PowerShell has a set of default encodings it uses for all input and output operations. You can check what your current settings are by looking at the OutputEncoding and InputEncoding property of the console:

PS> [Console]::OutputEncoding
IsSingleByte      : True
BodyName          : iso-8859-1
EncodingName      : Western European (Windows)
HeaderName        : Windows-1252
WebName           : Windows-1252
WindowsCodePage   : 1252
IsBrowserDisplay  : True
IsBrowserSave     : True
IsMailNewsDisplay : True
IsMailNewsSave    : True
EncoderFallback   : System.Text.InternalEncoderBestFitFallback
DecoderFallback   : System.Text.InternalDecoderBestFitFallback
IsReadOnly        : True
CodePage          : 1252

PS> [Console]::InputEncoding
IsSingleByte      : True
BodyName          : iso-8859-1
EncodingName      : Western European (Windows)
HeaderName        : Windows-1252
WebName           : Windows-1252
WindowsCodePage   : 1252
IsBrowserDisplay  : True
IsBrowserSave     : True
IsMailNewsDisplay : True
IsMailNewsSave    : True
EncoderFallback   : System.Text.InternalEncoderBestFitFallback
DecoderFallback   : System.Text.InternalDecoderBestFitFallback
IsReadOnly        : True
CodePage          : 1252

As you can see, on my system, the default encoding is iso-8859-1. Yours may be different, and if you are using a Linux system it most certainly will be (it will likely be UTF-8 in that case).

Solving my Problem

As I said at the top of this post, when I encountered this issue I was using git show to pull the content of a script file from a git repo and store it in a local file. the following syntax will accomplish that:

git show "origin/Branch:path/to/file.txt" | Out-File -FilePath "LocalFile.txt" -Encoding "utf8"

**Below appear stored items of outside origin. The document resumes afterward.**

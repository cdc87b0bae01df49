//! Declarative test builder.
//!
//! This module provides the `TestBuilder` API for configuring test environments before execution.
//! The builder pattern allows chaining multiple configuration methods together, with all operations
//! queued and executed during the final `build()` call.

use sea_orm::{
    sea_query::{Index, IndexCreateStatement, TableCreateStatement},
    EntityName, EntityTrait, Schema,
};

use crate::{error::TestError, TestContext};

/// Builder for declarative test initialization.
pub struct TestBuilder {
    tables: Vec<TableCreateStatement>,
    include_booking_tables: bool,

    // Users to insert, (email, is_staff)
    users: Vec<(String, bool)>,
}

impl TestBuilder {
    /// Create a new TestBuilder with no tables or fixtures configured.
    pub fn new() -> Self {
        Self {
            tables: Vec::new(),
            include_booking_tables: false,
            users: Vec::new(),
        }
    }

    /// Add every table of the booking schema to the test database.
    ///
    /// Creates the station, route, train type, train, crew, journey, journey crew, user,
    /// order and ticket tables along with the composite unique indexes the migrations define,
    /// so uniqueness behaves the same way it does against Postgres.
    pub fn with_booking_tables(mut self) -> Self {
        self.include_booking_tables = true;
        self
    }

    /// Add a custom entity table to the test database.
    ///
    /// # Example
    ///
    /// ```no_run
    /// use railbook_test_utils::TestBuilder;
    /// use entity::prelude::*;
    ///
    /// # async fn example() -> Result<(), railbook_test_utils::TestError> {
    /// let test = TestBuilder::new()
    ///     .with_table(Station)
    ///     .with_table(Route)
    ///     .build()
    ///     .await?;
    /// # Ok(())
    /// # }
    /// ```
    pub fn with_table<E: EntityTrait>(mut self, entity: E) -> Self {
        let schema = Schema::new(sea_orm::DbBackend::Sqlite);
        self.tables.push(schema.create_table_from_entity(entity));
        self
    }

    /// Insert a user during `build()`, requires the booking tables
    pub fn with_user(mut self, email: impl Into<String>, is_staff: bool) -> Self {
        self.users.push((email.into(), is_staff));
        self
    }

    /// Build the test setup by creating all configured tables and fixtures.
    ///
    /// # Returns
    /// - `Ok(TestContext)` - Fully configured test environment ready for use
    /// - `Err(TestError::DbErr)` - Database table creation or fixture insertion failed
    pub async fn build(self) -> Result<TestContext, TestError> {
        let mut setup = TestContext::new().await?;

        let mut all_tables = Vec::new();

        if self.include_booking_tables {
            let schema = Schema::new(sea_orm::DbBackend::Sqlite);
            all_tables.extend(vec![
                schema.create_table_from_entity(entity::prelude::Station),
                schema.create_table_from_entity(entity::prelude::Route),
                schema.create_table_from_entity(entity::prelude::TrainType),
                schema.create_table_from_entity(entity::prelude::Train),
                schema.create_table_from_entity(entity::prelude::Crew),
                schema.create_table_from_entity(entity::prelude::Journey),
                schema.create_table_from_entity(entity::prelude::JourneyCrew),
                schema.create_table_from_entity(entity::prelude::RailbookUser),
                schema.create_table_from_entity(entity::prelude::BookingOrder),
                schema.create_table_from_entity(entity::prelude::Ticket),
            ]);
        }

        all_tables.extend(self.tables);
        setup.with_tables(all_tables).await?;

        if self.include_booking_tables {
            setup.with_indexes(booking_unique_indexes()).await?;
        }

        for (email, is_staff) in self.users {
            setup.user().insert_user(&email, is_staff).await?;
        }

        Ok(setup)
    }
}

impl Default for TestBuilder {
    fn default() -> Self {
        Self::new()
    }
}

/// Composite unique indexes matching those created by the migrations
fn booking_unique_indexes() -> Vec<IndexCreateStatement> {
    vec![
        Index::create()
            .name("idx-station-latitude-longitude")
            .table(entity::station::Entity.table_ref())
            .col(entity::station::Column::Latitude)
            .col(entity::station::Column::Longitude)
            .unique()
            .to_owned(),
        Index::create()
            .name("idx-route-source_id-destination_id")
            .table(entity::route::Entity.table_ref())
            .col(entity::route::Column::SourceId)
            .col(entity::route::Column::DestinationId)
            .unique()
            .to_owned(),
        Index::create()
            .name("idx-crew-first_name-last_name")
            .table(entity::crew::Entity.table_ref())
            .col(entity::crew::Column::FirstName)
            .col(entity::crew::Column::LastName)
            .unique()
            .to_owned(),
        Index::create()
            .name("journey_seat__unique")
            .table(entity::ticket::Entity.table_ref())
            .col(entity::ticket::Column::JourneyId)
            .col(entity::ticket::Column::Cargo)
            .col(entity::ticket::Column::Seat)
            .unique()
            .to_owned(),
    ]
}
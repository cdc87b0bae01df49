use std::collections::HashMap;

use sea_orm::{ConnectionTrait, DatabaseConnection, TransactionTrait};

use crate::{
    model::{
        order::{OrderDto, OrderListDto, OrderPayload, OrderTicketPayload},
        ticket::{TicketDto, TicketListDto},
    },
    server::{
        data::{
            order::OrderRepository,
            ticket::{TicketParams, TicketRepository},
        },
        error::{validation::ValidationError, Error},
        service::booking::{
            ticket::{ticket_dto, ticket_list_dtos},
            validate::validate_ticket,
        },
    },
};

/// Order operations scoped to the owning user
///
/// Creating or updating an order writes all of its tickets in one transaction, if any ticket
/// is rejected nothing is written.
pub struct OrderService<'a> {
    db: &'a DatabaseConnection,
}

impl<'a> OrderService<'a> {
    /// Creates a new instance of [`OrderService`]
    pub fn new(db: &'a DatabaseConnection) -> Self {
        Self { db }
    }

    /// Lists the user's orders, newest first
    pub async fn list(&self, user_id: i32) -> Result<Vec<OrderListDto>, Error> {
        let orders = OrderRepository::new(self.db).get_all_by_user(user_id).await?;

        self.order_list_dtos(orders).await
    }

    pub async fn get(&self, user_id: i32, id: i32) -> Result<OrderListDto, Error> {
        let order = OrderRepository::new(self.db)
            .get_by_id_for_user(id, user_id)
            .await?
            .ok_or(Error::NotFound("Order"))?;

        self.order_list_dtos(vec![order])
            .await?
            .pop()
            .ok_or(Error::NotFound("Order"))
    }

    /// Creates an order with its tickets
    ///
    /// # Returns
    /// - `Ok(OrderDto)` - Order and every ticket were written
    /// - `Err(Error::ValidationError)` - No tickets provided or a ticket was rejected, including
    ///   two tickets of the same request claiming the same seat
    /// - `Err(Error::DbErr)` - Database operation failed
    pub async fn create(&self, user_id: i32, payload: OrderPayload) -> Result<OrderDto, Error> {
        check_not_empty(&payload)?;

        let txn = self.db.begin().await?;

        let result = async {
            let order = OrderRepository::new(&txn).create(user_id).await?;
            let tickets = insert_tickets(&txn, order.id, payload.tickets).await?;

            Ok::<_, Error>(OrderDto {
                id: order.id,
                tickets,
                created_at: order.created_at,
            })
        }
        .await;

        match result {
            Ok(order) => {
                txn.commit().await?;

                tracing::info!(
                    order_id = %order.id,
                    user_id = %user_id,
                    "Created order with {} tickets",
                    order.tickets.len()
                );

                Ok(order)
            }
            Err(e) => {
                txn.rollback().await?;

                Err(e)
            }
        }
    }

    /// Replaces the tickets of an order with the submitted set
    pub async fn update(
        &self,
        user_id: i32,
        id: i32,
        payload: OrderPayload,
    ) -> Result<OrderDto, Error> {
        let order = OrderRepository::new(self.db)
            .get_by_id_for_user(id, user_id)
            .await?
            .ok_or(Error::NotFound("Order"))?;

        check_not_empty(&payload)?;

        let txn = self.db.begin().await?;

        let result = async {
            TicketRepository::new(&txn).delete_by_order(order.id).await?;
            insert_tickets(&txn, order.id, payload.tickets).await
        }
        .await;

        match result {
            Ok(tickets) => {
                txn.commit().await?;

                tracing::info!(order_id = %order.id, "Replaced tickets of order");

                Ok(OrderDto {
                    id: order.id,
                    tickets,
                    created_at: order.created_at,
                })
            }
            Err(e) => {
                txn.rollback().await?;

                Err(e)
            }
        }
    }

    /// Deletes an order along with its tickets
    pub async fn delete(&self, user_id: i32, id: i32) -> Result<(), Error> {
        let order_repo = OrderRepository::new(self.db);
        if order_repo.get_by_id_for_user(id, user_id).await?.is_none() {
            return Err(Error::NotFound("Order"));
        }

        order_repo.delete(id).await?;

        tracing::info!(order_id = %id, "Deleted order");

        Ok(())
    }

    async fn order_list_dtos(
        &self,
        orders: Vec<entity::booking_order::Model>,
    ) -> Result<Vec<OrderListDto>, Error> {
        let order_ids: Vec<i32> = orders.iter().map(|o| o.id).collect();
        let tickets = TicketRepository::new(self.db)
            .get_by_order_ids(&order_ids)
            .await?;
        let ticket_orders: Vec<i32> = tickets.iter().map(|t| t.order_id).collect();
        let ticket_dtos = ticket_list_dtos(self.db, tickets).await?;

        let mut tickets_by_order: HashMap<i32, Vec<TicketListDto>> = HashMap::new();
        for (order_id, ticket) in ticket_orders.into_iter().zip(ticket_dtos) {
            tickets_by_order.entry(order_id).or_default().push(ticket);
        }

        Ok(orders
            .into_iter()
            .map(|order| OrderListDto {
                id: order.id,
                tickets: tickets_by_order.remove(&order.id).unwrap_or_default(),
                created_at: order.created_at,
            })
            .collect())
    }
}

fn check_not_empty(payload: &OrderPayload) -> Result<(), ValidationError> {
    if payload.tickets.is_empty() {
        return Err(ValidationError::invalid(
            "tickets",
            "This list may not be empty.",
        ));
    }

    Ok(())
}

/// Validates & inserts tickets one at a time so each sees the ones written before it
async fn insert_tickets<C: ConnectionTrait>(
    db: &C,
    order_id: i32,
    tickets: Vec<OrderTicketPayload>,
) -> Result<Vec<TicketDto>, Error> {
    let ticket_repo = TicketRepository::new(db);

    let mut created = Vec::with_capacity(tickets.len());
    for ticket in tickets {
        validate_ticket(db, ticket.journey, ticket.cargo, ticket.seat, None).await?;

        let ticket = ticket_repo
            .create(TicketParams {
                journey_id: ticket.journey,
                order_id,
                cargo: ticket.cargo,
                seat: ticket.seat,
            })
            .await?;
        created.push(ticket_dto(ticket));
    }

    Ok(created)
}
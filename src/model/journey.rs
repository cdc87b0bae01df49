use chrono::NaiveDateTime;
use serde::{Deserialize, Serialize};

use crate::model::{crew::CrewDto, route::RouteListDto, train::TrainDto};

/// Journey as stored, related records are referenced by ID
#[derive(Clone, Debug, Serialize, Deserialize)]
pub struct JourneyDto {
    pub id: i32,
    pub route: i32,
    pub train: i32,
    pub departure_time: NaiveDateTime,
    pub arrival_time: NaiveDateTime,
    pub crew: Vec<i32>,
    pub travel_duration: String,
}

#[derive(Clone, Debug, Serialize, Deserialize)]
pub struct JourneyListDto {
    pub id: i32,
    pub train_name: String,
    pub source: String,
    pub destination: String,
    pub departure_time: NaiveDateTime,
    pub arrival_time: NaiveDateTime,
    pub travel_duration: String,
    pub available_tickets: i64,
}

#[derive(Clone, Debug, Serialize, Deserialize)]
pub struct JourneyDetailDto {
    pub id: i32,
    pub route: RouteListDto,
    pub train: TrainDto,
    pub crew: Vec<CrewDto>,
    pub departure_time: NaiveDateTime,
    pub arrival_time: NaiveDateTime,
    pub travel_duration: String,
    pub available_seats: i64,
}

#[derive(Clone, Debug, Serialize, Deserialize)]
pub struct JourneyPayload {
    pub route: i32,
    pub train: i32,
    pub departure_time: NaiveDateTime,
    pub arrival_time: NaiveDateTime,
    #[serde(default)]
    pub crew: Vec<i32>,
}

But I found that the unicode characters were STILL being mangled. This is because the default output of the console was not UTF-8, so any commands executed in that console would output to the iso-8859-1 encoding. This includes non-powershell commands, like git. To fix this, we have to change the default encoding of the console to UTF-8:

PS> [Console]::OutputEncoding = [System.Text.Encoding]::UTF8

Re-running my git show command after that results in the unicode characters being preserved. Success!

If you are always executing scripts under your own PowerShell console, and want to make sure you are always handling unicode data properly, you could add the following to your PowerShell profile:

[Console]::OutputEncoding = [System.Text.Encoding]::UTF8
[Console]::InputEncoding = [System.Text.Encoding]::UTF8

That combined with the -Encoding parameter used when working with files should cover most of your needs. If you are working in an environment where you don't have access to the profile you'll just have to make sure to include the console encoding changes in your scripts.

Conclusion

Overall PowerShell offers a lot of flexibility around handling different file encodings. Unfortunately it's not overly obvious what encoding you'll end up with if you don't set them explicitly.